Risk factors associated with higher prevalence of dementia among illiterates and individuals with low educational level are: low cognitive reserve, poor control of cerebrovascular risk factors, difficulties during cognitive evaluation, and poor cognitive test adaptations in these populations. Besides lack of formal education, other bias factors are associated with income and socioeconomic aspects, such as childhood development and life expectancy, which could affect survival until more advanced ages.

In studies conducted with samples from large cities, subjects differ greatly, encompassing people from rural areas with distinct cultural backgrounds, different educational systems and professional activities with different levels of demand.12 Evaluation of subjects with analogous backgrounds and similar socioeconomic, cultural and environmental factors, allows observation of the prevalence of cognitive impairment besides the effect of schooling, yet such studies are rarely conducted. Therefore, the aims of this study were to determine the prevalence of cognitive impairment and dementia in a rural homogeneous population from flooded areas in the Amazonian Basin. These communities remain largely unknown, particularly in terms of the characterization of cognitive impairment and dementia.

METHODS

Environmental setting and subjects. The Mamirauá and Amanã Sustainable Development Reserves (MSDR and ASDR, respectively) are located about 600 km West of Manaus (Amazonas) in the Brazilian Amazonian region (Figures 1 and 2). The reserves are contiguous conservation units designed to integrate the preservation of habitats with sustainable development of local resident communities. These areas are seasonally flooded, with water levels rising 10 to 12 meters above normal in the rainy season. The population lives in small communities along the riverbanks, each comprising 13 domestic households on average, which are typically linked by kinship ties that characterize the communities as nuclei of small groups of related individuals. The houses are timber-built and raised off the ground to protect them from high water levels. It is essentially a subsistence-based economy, with very low incomes (annual family income of about US$900). Activities are divided among fishing, growing manioc for flour and in some communities, hunting; which is practiced throughout the lifetimes of most subjects. Only among the elderly do physical activities decrease. Women tend to work making flour, housekeeping and taking care of children. Almost all communities have schools that provide education for up to four years. The communities also have limited access to radio and are even more restricted in terms of TV, newspapers and telephone use. Electricity, when available, is produced by diesel generator and limited to a few hours per week. The distance of communities to nearest towns varies between nine and 18 hours by boat. The MSDR has 5,615 inhabitants, 435 of whom are aged 50 or older (7.7%), whereas the ASDR has 1,881 subjects, and 151 (8%) in the 50 or older age group (data provided by the Mamirauá Institute, census of 2002). There are 62 communities within the MSDR and 23 within the ASDR.

Figure 1.
Mamirauá area.

Figure 2.
t

We carried out seven expeditions to the area, staying for 12 to 15 days on each visit. The visits to the communities were made by boat, enabling us to interview 43 different communities (23 in MSDR and 20 in ASDR), which were relatively close together (clusters of communities). Each community was visited only once, and all subjects aged 50 years or older who were present at the time of our visit were given a thorough general examination. We were able to evaluate 69.4% and 45.2% of the Mamirauá and Amanã populations older than 50 years, respectively. The sample population did not differ for age (χ2=0.043, p=0.836) or gender (χ2=1.53, p=0.216) compared to the total population of over 50s. Subjects were interviewed at their homes or in community centers where clinical, neurological, neuropsychological and anthropometric examinations were carried out, and blood samples collected for glucose and cholesterol level measurements.

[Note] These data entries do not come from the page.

// emit.rs — Serialization of the validated graph to the backend contract
//
// Produces the IR document backends consume: program header, normalized
// external arrays with stable 0-based indices, buffers, stages, nodes with
// per-pin shape/rate/direction, and flat edges. Node IDs are renumbered
// densely over live nodes so folded-away nodes leave no holes.
//
// The kind vocabulary is closed and versioned via `IR_VERSION`; adding a
// kind or changing attribute layout bumps the version.
//
// Preconditions: graph inferred, validated, and folded without errors.
// Postconditions: returns a serializable document; the graph is unchanged.
// Failure modes: none (malformed graphs are rejected by earlier passes).
// Side effects: none.

use std::collections::HashMap;

use serde::Serialize;
use serde_json::{json, Value};

use crate::graph::{BiquadDesign, BinOp, Constant, Graph, LitValue, MathFunc, NodeKind, UnOp};
use crate::id::NodeId;
use crate::registry::{Rate, ScalarType};
use crate::resolve::ResolvedProgram;

/// Version of the IR document layout and kind vocabulary.
pub const IR_VERSION: u32 = 1;

// ── Document types ──────────────────────────────────────────────────────────

#[derive(Debug, Serialize)]
pub struct IrDoc {
    pub ir_version: u32,
    pub program_name: String,
    pub sr: u64,
    pub block_size: u64,
    /// SHA-256 of the source text, hex; present when compiled from a file.
    #[serde(skip_serializing_if = "Option::is_none")]
    pub source_hash: Option<String>,
    pub externals: IrExternals,
    pub buffers: Vec<IrBuffer>,
    pub stages: Vec<IrStage>,
    pub nodes: Vec<IrNode>,
    pub edges: Vec<IrEdge>,
}

#[derive(Debug, Serialize)]
pub struct IrExternals {
    pub inputs: Vec<IrPort>,
    pub outputs: Vec<IrPort>,
    pub properties: Vec<IrProperty>,
}

#[derive(Debug, Serialize)]
pub struct IrPort {
    pub index: usize,
    pub name: String,
    pub width: u32,
}

#[derive(Debug, Serialize)]
pub struct IrProperty {
    pub index: usize,
    pub name: String,
    /// The declared scalar; carried for the backend even though the graph
    /// treats properties as f64.
    pub declared: ScalarType,
    pub rate: Rate,
}

#[derive(Debug, Serialize)]
pub struct IrBuffer {
    pub id: u32,
    pub name: String,
    pub scalar: ScalarType,
    pub width: u32,
    pub capacity: u64,
    /// Out-of-range dynamic delays clamp to `capacity - 1`.
    pub delay_policy: &'static str,
}

#[derive(Debug, Serialize)]
pub struct IrStage {
    pub id: u32,
    pub name: String,
    pub outputs: Vec<IrStageOutput>,
    pub nodes: Vec<u32>,
}

#[derive(Debug, Serialize)]
pub struct IrStageOutput {
    pub name: String,
    pub scalar: ScalarType,
    pub width: u32,
    pub node: u32,
}

#[derive(Debug, Serialize)]
pub struct IrNode {
    pub id: u32,
    pub kind: &'static str,
    pub attrs: Value,
    pub stage: u32,
    pub inputs: Vec<IrPin>,
    pub outputs: Vec<IrPin>,
}

#[derive(Debug, Serialize)]
pub struct IrPin {
    #[serde(skip_serializing_if = "Option::is_none")]
    pub name: Option<String>,
    pub scalar: ScalarType,
    pub width: u32,
    pub rate: Rate,
}

#[derive(Debug, Serialize)]
pub struct IrEdge {
    pub src: IrEndpoint,
    pub dst: IrEndpoint,
}

#[derive(Debug, Serialize)]
pub struct IrEndpoint {
    pub node: u32,
    pub pin: usize,
}

// ── Emission ────────────────────────────────────────────────────────────────

/// Serialize the frozen graph into the IR document.
pub fn emit(
    graph: &Graph,
    resolved: &ResolvedProgram,
    program_name: &str,
    source_hash: Option<String>,
) -> IrDoc {
    // Dense renumbering over live nodes, in id order.
    let mut remap: HashMap<NodeId, u32> = HashMap::new();
    for node in graph.live_nodes() {
        let next = remap.len() as u32;
        remap.insert(node.id, next);
    }

    let externals = IrExternals {
        inputs: resolved
            .external
            .inputs
            .iter()
            .enumerate()
            .map(|(index, p)| IrPort {
                index,
                name: p.name.clone(),
                width: p.width,
            })
            .collect(),
        outputs: resolved
            .external
            .outputs
            .iter()
            .enumerate()
            .map(|(index, p)| IrPort {
                index,
                name: p.name.clone(),
                width: p.width,
            })
            .collect(),
        properties: resolved
            .external
            .properties
            .iter()
            .enumerate()
            .map(|(index, p)| IrProperty {
                index,
                name: p.name.clone(),
                declared: p.declared,
                rate: p.rate,
            })
            .collect(),
    };

    let buffers = graph
        .buffers
        .iter()
        .map(|b| IrBuffer {
            id: b.id.0,
            name: b.name.clone(),
            scalar: b.shape.scalar,
            width: b.shape.width,
            capacity: b.capacity.unwrap_or(0),
            delay_policy: "clamp",
        })
        .collect();

    let stages = graph
        .stages
        .iter()
        .map(|stage| IrStage {
            id: stage.id.0,
            name: stage.name.clone(),
            outputs: stage
                .outputs
                .iter()
                .map(|out| IrStageOutput {
                    name: out.name.clone(),
                    scalar: out.shape.scalar,
                    width: out.shape.width,
                    node: remap[&out.node],
                })
                .collect(),
            nodes: graph
                .live_nodes()
                .filter(|n| n.stage == stage.id)
                .map(|n| remap[&n.id])
                .collect(),
        })
        .collect();

    let nodes = graph
        .live_nodes()
        .map(|node| IrNode {
            id: remap[&node.id],
            kind: kind_name(&node.kind),
            attrs: kind_attrs(&node.kind),
            stage: node.stage.0,
            inputs: node
                .inputs
                .pins
                .iter()
                .map(|pin| pin_ir(pin))
                .collect(),
            outputs: node
                .outputs
                .pins
                .iter()
                .map(|pin| pin_ir(pin))
                .collect(),
        })
        .collect();

    let edges = graph
        .edges
        .iter()
        .map(|edge| IrEdge {
            src: IrEndpoint {
                node: remap[&edge.src.node],
                pin: edge.src.pin,
            },
            dst: IrEndpoint {
                node: remap[&edge.dst.node],
                pin: edge.dst.pin,
            },
        })
        .collect();

    IrDoc {
        ir_version: IR_VERSION,
        program_name: program_name.to_string(),
        sr: resolved.external.sr,
        block_size: resolved.external.block_size,
        source_hash,
        externals,
        buffers,
        stages,
        nodes,
        edges,
    }
}

impl IrDoc {
    pub fn to_json(&self) -> String {
        serde_json::to_string_pretty(self).expect("the IR document serializes")
    }
}

fn pin_ir(pin: &crate::graph::Pin) -> IrPin {
    let shape = pin.shape.expect("emitted pins are fully inferred");
    IrPin {
        name: pin.name.clone(),
        scalar: shape.scalar,
        width: shape.width,
        rate: pin.rate.unwrap_or(Rate::Constant),
    }
}

// ── Kind vocabulary ─────────────────────────────────────────────────────────

pub fn kind_name(kind: &NodeKind) -> &'static str {
    match kind {
        NodeKind::Literal { .. } => "literal",
        NodeKind::ReadInput { .. } => "read_input",
        NodeKind::ReadProperty { .. } => "read_property",
        NodeKind::WriteOutput { .. } => "write_output",
        NodeKind::StageOutput { .. } => "stage_output",
        NodeKind::Discard => "discard",
        NodeKind::Bin { .. } => "bin",
        NodeKind::Un { .. } => "un",
        NodeKind::Cast { .. } => "cast",
        NodeKind::Sum => "sum",
        NodeKind::OrJoin => "or",
        NodeKind::Broadcast => "broadcast",
        NodeKind::Truncate => "truncate",
        NodeKind::Merge => "merge",
        NodeKind::Split { .. } => "split",
        NodeKind::Slice { .. } => "slice",
        NodeKind::IfSelect => "if",
        NodeKind::Select => "select",
        NodeKind::MathFn { .. } => "math_fn",
        NodeKind::Clamp => "clamp",
        NodeKind::Biquad { .. } => "biquad",
        NodeKind::Xoroshiro { .. } => "xoroshiro",
        NodeKind::Cell { .. } => "cell",
        NodeKind::DelayWrite { .. } => "delay_write",
        NodeKind::DelayRead { .. } => "delay_read",
        NodeKind::BufferCap { .. } => "buffer_cap",
        NodeKind::Sr => "sr",
        NodeKind::Clock => "clock",
    }
}

fn kind_attrs(kind: &NodeKind) -> Value {
    match kind {
        NodeKind::Literal { value } => json!({ "value": literal_value(value) }),
        NodeKind::ReadInput { index }
        | NodeKind::ReadProperty { index }
        | NodeKind::WriteOutput { index } => json!({ "index": index }),
        NodeKind::StageOutput { stage, index } => {
            json!({ "stage": stage.0, "index": index })
        }
        NodeKind::Bin { op } => json!({ "op": bin_op_name(*op) }),
        NodeKind::Un { op } => json!({ "op": un_op_name(*op) }),
        NodeKind::Cast { to } => json!({ "to": to.to_string() }),
        NodeKind::Split { widths } => json!({ "widths": widths }),
        NodeKind::Slice { start, end } => json!({ "start": start, "end": end }),
        NodeKind::MathFn { func } => json!({ "func": math_fn_name(*func) }),
        NodeKind::Biquad { design } => json!({ "design": biquad_name(*design) }),
        NodeKind::Xoroshiro { seed } => json!({ "seed": seed }),
        NodeKind::Cell { delay, .. } => json!({ "delay": delay }),
        NodeKind::DelayWrite { buffer } | NodeKind::DelayRead { buffer } => {
            json!({ "buffer": buffer.0 })
        }
        NodeKind::BufferCap { buffer } => json!({ "buffer": buffer.0 }),
        NodeKind::Discard
        | NodeKind::Sum
        | NodeKind::OrJoin
        | NodeKind::Broadcast
        | NodeKind::Truncate
        | NodeKind::Merge
        | NodeKind::IfSelect
        | NodeKind::Select
        | NodeKind::Clamp
        | NodeKind::Sr
        | NodeKind::Clock => json!({}),
    }
}

/// Literal payloads are typed by the time emission runs. Non-finite floats
/// have no JSON representation and serialize as null.
fn literal_value(value: &LitValue) -> Value {
    match value {
        LitValue::Typed(Constant::I32(v)) => json!(v),
        LitValue::Typed(Constant::I64(v)) => json!(v),
        LitValue::Typed(Constant::F32(v)) => json!(v),
        LitValue::Typed(Constant::F64(v)) => json!(v),
        LitValue::Typed(Constant::Bool(v)) => json!(v),
        LitValue::UntypedInt(v) => json!(v.to_string()),
        LitValue::UntypedFloat(v) => json!(v),
    }
}

fn bin_op_name(op: BinOp) -> &'static str {
    match op {
        BinOp::Add => "add",
        BinOp::Sub => "sub",
        BinOp::Mul => "mul",
        BinOp::Div => "div",
        BinOp::Rem => "rem",
        BinOp::Shl => "shl",
        BinOp::Shr => "shr",
        BinOp::Lt => "lt",
        BinOp::Le => "le",
        BinOp::Gt => "gt",
        BinOp::Ge => "ge",
        BinOp::Eq => "eq",
        BinOp::Ne => "ne",
        BinOp::BitAnd => "bit_and",
        BinOp::BitXor => "bit_xor",
        BinOp::BitOr => "bit_or",
        BinOp::Min => "min",
        BinOp::Max => "max",
        BinOp::Pow => "pow",
    }
}

fn un_op_name(op: UnOp) -> &'static str {
    match op {
        UnOp::Neg => "neg",
        UnOp::Not => "not",
        UnOp::BitNot => "bit_not",
    }
}

fn math_fn_name(func: MathFunc) -> &'static str {
    match func {
        MathFunc::Sin => "sin",
        MathFunc::Cos => "cos",
        MathFunc::Tan => "tan",
        MathFunc::Sinh => "sinh",
        MathFunc::Cosh => "cosh",
        MathFunc::Tanh => "tanh",
    }
}

fn biquad_name(design: BiquadDesign) -> &'static str {
    match design {
        BiquadDesign::Lowpass => "lowpass",
        BiquadDesign::Highpass => "highpass",
        BiquadDesign::Bandpass => "bandpass",
    }
}

// ── Tests ──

Individuals were considered illiterate when they fulfilled all of the following three conditions: they had never attended school, or had attended for less than one year; they considered themselves unable to read, and were unable to read the phrase "close your eyes" from the Mini-Mental State Examination. The sample was divided into two age groups: 50-64 years (A - Adults) and ≥65 years (E - Elderly); and also by education: Group 0 - illiterates; Group 1 >0 years of schooling. None of the subjects were taking medications with central nervous system action.

Subjective memory impairment. In an interview with the subject, the answer to the question: "Do you have problems with your memory?" was used to classify subjects into groups with or without SMI.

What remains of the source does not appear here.